The Colgate Doctrine and Resale-Price Maintenance Agreements: What is the Difference Under the Antitrust Laws?
April 12, 2021
Author: Kristen Harris
Resale-price maintenance (RPM) is a common and controversial issue for antitrust attorneys because of the variety of arrangements a manufacturer or supplier may use to control the price downstream and the implications of setting prices in this manner. We have already explored some of the features and implications of a variety of RPM strategies businesses commonly pursue, including entering RPM agreements. We have also discussed various alternatives to RPM agreements, including the Colgate doctrine, which is a unilateral pricing policy.
This article presents a breakdown of the structural differences between the Colgate doctrine and RPM agreements.
In brief, the Colgate doctrine refers to the Supreme Court’s 1919 decision in United States v. Colgate & Co., which held that a manufacturer may refuse to deal with downstream market participants who do not honor the manufacturer’s announced resell price. See this article for a more in-depth discussion of the Colgate doctrine.
In contrast, RPM agreements are vertical agreements between manufacturers and distributors or retailers, which require the reseller to price at or above the manufacturer’s chosen minimum resale price. For decades, RPM agreements were per se illegal under Section 1 of the Sherman Act. But the Supreme Court’sLeegin decision in 2007 recognized that these agreements have the potential to produce procompetitive benefits and held that these types of agreements would be analyzed under the rule of reason. Now, under the federal antitrust laws, an RPM agreement’s effects are scrutinized to determine whether any anticompetitive effects outweigh the procompetitive benefits.

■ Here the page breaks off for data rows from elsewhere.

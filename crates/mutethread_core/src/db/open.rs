//! Connection bootstrap utilities for SQLite.
//!
//! # Responsibility
//! - Open file or in-memory SQLite connections in the requested mode.
//! - Configure connection pragmas required by core behavior.
//! - Trigger schema migrations before returning a writable connection.
//!
//! # Invariants
//! - Returned connections have `foreign_keys=ON`.
//! - Writable connections hold the database in exclusive locking mode.
//! - Writable connections have migrations fully applied.

use super::migrations::{apply_migrations, current_user_version, latest_version};
use super::{DbError, DbResult};
use log::{error, info};
use rusqlite::{Connection, OpenFlags};
use std::path::Path;
use std::time::{Duration, Instant};

/// Access mode requested when opening a message store.
#[derive(Debug, Clone, Copy, PartialEq, Eq)]
pub enum OpenMode {
    /// Existing database, no writes, no migrations.
    ReadOnly,
    /// Existing database opened for exclusive writing.
    ReadWrite,
    /// Like `ReadWrite`, but creates the file when missing.
    Create,
}

impl OpenMode {
    fn as_str(self) -> &'static str {
        match self {
            Self::ReadOnly => "read_only",
            Self::ReadWrite => "read_write",
            Self::Create => "create",
        }
    }

    fn flags(self) -> OpenFlags {
        let base = OpenFlags::SQLITE_OPEN_URI | OpenFlags::SQLITE_OPEN_NO_MUTEX;
        match self {
            Self::ReadOnly => base | OpenFlags::SQLITE_OPEN_READ_ONLY,
            Self::ReadWrite => base | OpenFlags::SQLITE_OPEN_READ_WRITE,
            Self::Create => {
                base | OpenFlags::SQLITE_OPEN_READ_WRITE | OpenFlags::SQLITE_OPEN_CREATE
            }
        }
    }
}

/// Opens a SQLite database file in `mode`.
///
/// # Side effects
/// - Writable modes apply pending migrations and take an exclusive lock.
/// - Emits `db_open` logging events with duration and status.
///
/// # Errors
/// - `ReadWrite`/`ReadOnly` fail when the file does not exist.
/// - `ReadOnly` fails with [`DbError::SchemaOutOfDate`] on an unmigrated file.
pub fn open_db(path: impl AsRef<Path>, mode: OpenMode) -> DbResult<Connection> {
    let started_at = Instant::now();
    info!(
        "event=db_open module=db status=start mode={}",
        mode.as_str()
    );

    let mut conn = match Connection::open_with_flags(path, mode.flags()) {
        Ok(conn) => conn,
        Err(err) => {
            error!(
                "event=db_open module=db status=error mode={} duration_ms={} error_code=db_open_failed error={}",
                mode.as_str(),
                started_at.elapsed().as_millis(),
                err
            );
            return Err(err.into());
        }
    };

    match bootstrap_connection(&mut conn, mode) {
        Ok(()) => {
            info!(
                "event=db_open module=db status=ok mode={} duration_ms={}",
                mode.as_str(),
                started_at.elapsed().as_millis()
            );
            Ok(conn)
        }
        Err(err) => {
            error!(
                "event=db_open module=db status=error mode={} duration_ms={} error_code=db_bootstrap_failed error={}",
                mode.as_str(),
                started_at.elapsed().as_millis(),
                err
            );
            Err(err)
        }
    }
}

/// Opens an in-memory SQLite database and applies all pending migrations.
pub fn open_db_in_memory() -> DbResult<Connection> {
    let started_at = Instant::now();
    info!("event=db_open module=db status=start mode=memory");

    let mut conn = match Connection::open_in_memory() {
        Ok(conn) => conn,
        Err(err) => {
            error!(
                "event=db_open module=db status=error mode=memory duration_ms={} error_code=db_open_failed error={}",
                started_at.elapsed().as_millis(),
                err
            );
            return Err(err.into());
        }
    };

    match bootstrap_connection(&mut conn, OpenMode::Create) {
        Ok(()) => {
            info!(
                "event=db_open module=db status=ok mode=memory duration_ms={}",
                started_at.elapsed().as_millis()
            );
            Ok(conn)
        }
        Err(err) => {
            error!(
                "event=db_open module=db status=error mode=memory duration_ms={} error_code=db_bootstrap_failed error={}",
                started_at.elapsed().as_millis(),
                err
            );
            Err(err)
        }
    }
}

fn bootstrap_connection(conn: &mut Connection, mode: OpenMode) -> DbResult<()> {
    conn.execute_batch("PRAGMA foreign_keys = ON;")?;
    conn.busy_timeout(Duration::from_secs(5))?;

    if mode == OpenMode::ReadOnly {
        let db_version = current_user_version(conn)?;
        let expected = latest_version();
        if db_version > expected {
            return Err(DbError::UnsupportedSchemaVersion {
                db_version,
                latest_supported: expected,
            });
        }
        if db_version < expected {
            return Err(DbError::SchemaOutOfDate {
                db_version,
                expected,
            });
        }
        return Ok(());
    }

    // Single exclusive writer for the lifetime of the connection.
    conn.query_row("PRAGMA locking_mode = EXCLUSIVE;", [], |_| Ok(()))?;
    apply_migrations(conn)?;
    Ok(())
}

The key structural difference between these two strategies is that the Colgate doctrine involves a unilateral decision by the manufacturer while an RPM agreement explicitly requires an agreement, albeit a vertical one. You may wonder why the structural difference matters if they accomplish the same goal. It matters because Section 1 of the Sherman Act does not apply to unilateral conduct. In other words, an agreement is necessary to establish a violation of Section 1.
While both pricing strategies have the potential to run afoul of the antitrust laws, a vertical agreement that involves a price-setting mechanism is more likely to violate the antitrust laws (i.e., a Section 1 violation) than a unilateral refusal to deal.
In fact, RPM agreements are still considered per se illegal under some state’s antitrust laws, despite their treatment under the rule of reason when applying federal antitrust law (i.e., the Sherman Act). For a discussion of the application of California’s antitrust law to RPM agreements, check out this article. But as mentioned above, courts applying federal antitrust law adopt a balancing approach recognizing that RPM agreements have the potential to increase consumer welfare but they also might harm competition.
Even a strategy that uses unilateral pricing policies under the Colgate doctrine is not without risk. The absence of an express agreement may make unilateral pricing strategies more attractive to manufacturers who would prefer to be free from liability under the antitrust laws. But courts will evaluate the course of conduct between a manufacturer and its retailers (e.g., how the manufacturer enforces its pricing strategy) and may determine that an implied agreement existed, thus bringing the conduct within the purview of Section 1. Here, it is important that the manufacturer’s conduct is truly independent.
In conclusion, whether a manufacturer chooses to enter into RPM agreements or to adopt a Colgate policy, an antitrust violation may be lurking in the shadows. It is best to seek advice from an antitrust attorney when considering any RPM strategy.